Question: How to help a grieving person who is lashing out at you?
Different people deal with grief differently, in fact many struggles through it. Lashing out on friends and family is a very common and one of the hardest things to deal with. This is especially true for those who really want to be there to help and support the person who is grieving.
And the funny thing is, many times, we tend to lash out on those we love most and are the one that we are close to.
The best thing you can do is to recognize that “the lashing out” is not about you. You just happened to be there with your grieving friend. You inevitably became a target or an outlet for your friend to “make her pain go away”.
The more objective you stay about the fact that your friend is just hurting and is angry at the world and not you, the easier it would be to tame down your own sensitivity and reactivity. This will be necessary to keep things from escalating out of hand, which does no one any good.
However, that doesn’t mean that you’ll have to take any amount of abuse or anger that is spewed at you. You can, and you should set limits.
If it ever gets to the point where it becomes unbearable, there is nothing wrong with removing yourself from the situation. You should excuse yourself politely by tell your friend that you need to go, or have some errands to run. Alternatively, you could also be straight up honest and tell her that you’re not comfortable – you can be honest!

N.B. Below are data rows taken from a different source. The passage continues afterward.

mod execute;
mod output;

use std::path::PathBuf;

use clap::Args;

use crate::input::validate_file_exists;

/// Check a schema IR against every structural rule
#[derive(Args, Debug)]
#[command(after_help = "\
Examples:
  ir_compiler validate-schema --input app.json             # Report all violations
  ir_compiler validate-schema -i app.json --format json    # Machine-readable errors")]
pub struct ValidateSchemaCmd {
    /// Path to the schema application JSON
    #[arg(short, long, value_parser = validate_file_exists)]
    pub input: PathBuf,
}
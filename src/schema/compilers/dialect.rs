//! Target database dialects.

use clap::ValueEnum;
use serde::{Deserialize, Serialize};

use crate::schema::definition::PlainFieldType;

/// Name of the boilerplate file every compiled schema contains.
pub const MAIN_FILE: &str = "main.prisma";

const POSTGRES_MAIN: &str = r#"generator client {
  provider        = "prisma-client-js"
  previewFeatures = ["postgresqlExtensions", "views"]
  binaryTargets   = ["native", "linux-musl-openssl-3.0.x"]
}

datasource db {
  provider   = "postgresql"
  url        = env("DATABASE_URL")
  extensions = [pg_trgm]
}

generator markdown {
  provider = "prisma-markdown"
  output   = "../../docs/ERD.md"
}
"#;

const SQLITE_MAIN: &str = r#"generator client {
  provider        = "prisma-client-js"
  previewFeatures = ["views"]
  binaryTargets   = ["native", "linux-musl-openssl-3.0.x"]
}

datasource db {
  provider = "sqlite"
  url      = "file:./db.sqlite"
}

generator markdown {
  provider = "prisma-markdown"
  output   = "../../docs/ERD.md"
}
"#;

/// Database the schema is compiled for.
#[derive(Debug, Clone, Copy, Default, PartialEq, Eq, Hash, ValueEnum, Serialize, Deserialize)]
#[serde(rename_all = "lowercase")]
pub enum Dbms {
    #[default]
    Postgres,
    Sqlite,
}

impl Dbms {
    /// Contents of `main.prisma` for this database.
    pub fn main_prisma(&self) -> &'static str {
        match self {
            Dbms::Postgres => POSTGRES_MAIN,
            Dbms::Sqlite => SQLITE_MAIN,
        }
    }

    /// Native type attribute for a plain column, if this dialect uses one.
    pub fn physical_type(&self, field_type: PlainFieldType) -> Option<&'static str> {
        match self {
            Dbms::Postgres => field_type.postgres_type(),
            Dbms::Sqlite => None,
        }
    }

    /// Native type attribute for primary and foreign key columns.
    pub fn key_type(&self) -> Option<&'static str> {
        self.physical_type(PlainFieldType::Uuid)
    }

    /// Whether trigram GIN indexes can be emitted.
    pub fn supports_gin(&self) -> bool {
        matches!(self, Dbms::Postgres)
    }
}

How To Help A Grieving Person Who Is Lashing Out At You?
When the friend you care about is grieving after a loss, it can be difficult to know what to say or do. They tend to struggle with intense emotions, which include depression, anger and guilt.
You may also be afraid to intrude, say the wrong things, or make her feel worse during this difficult time. Or maybe, your friend is already kicking up a fuss and lashing out on you for being by her side all the time.
Continue to be present and eventually, your support and caring presence will help your friend cope with the pain and healing will gradually begin.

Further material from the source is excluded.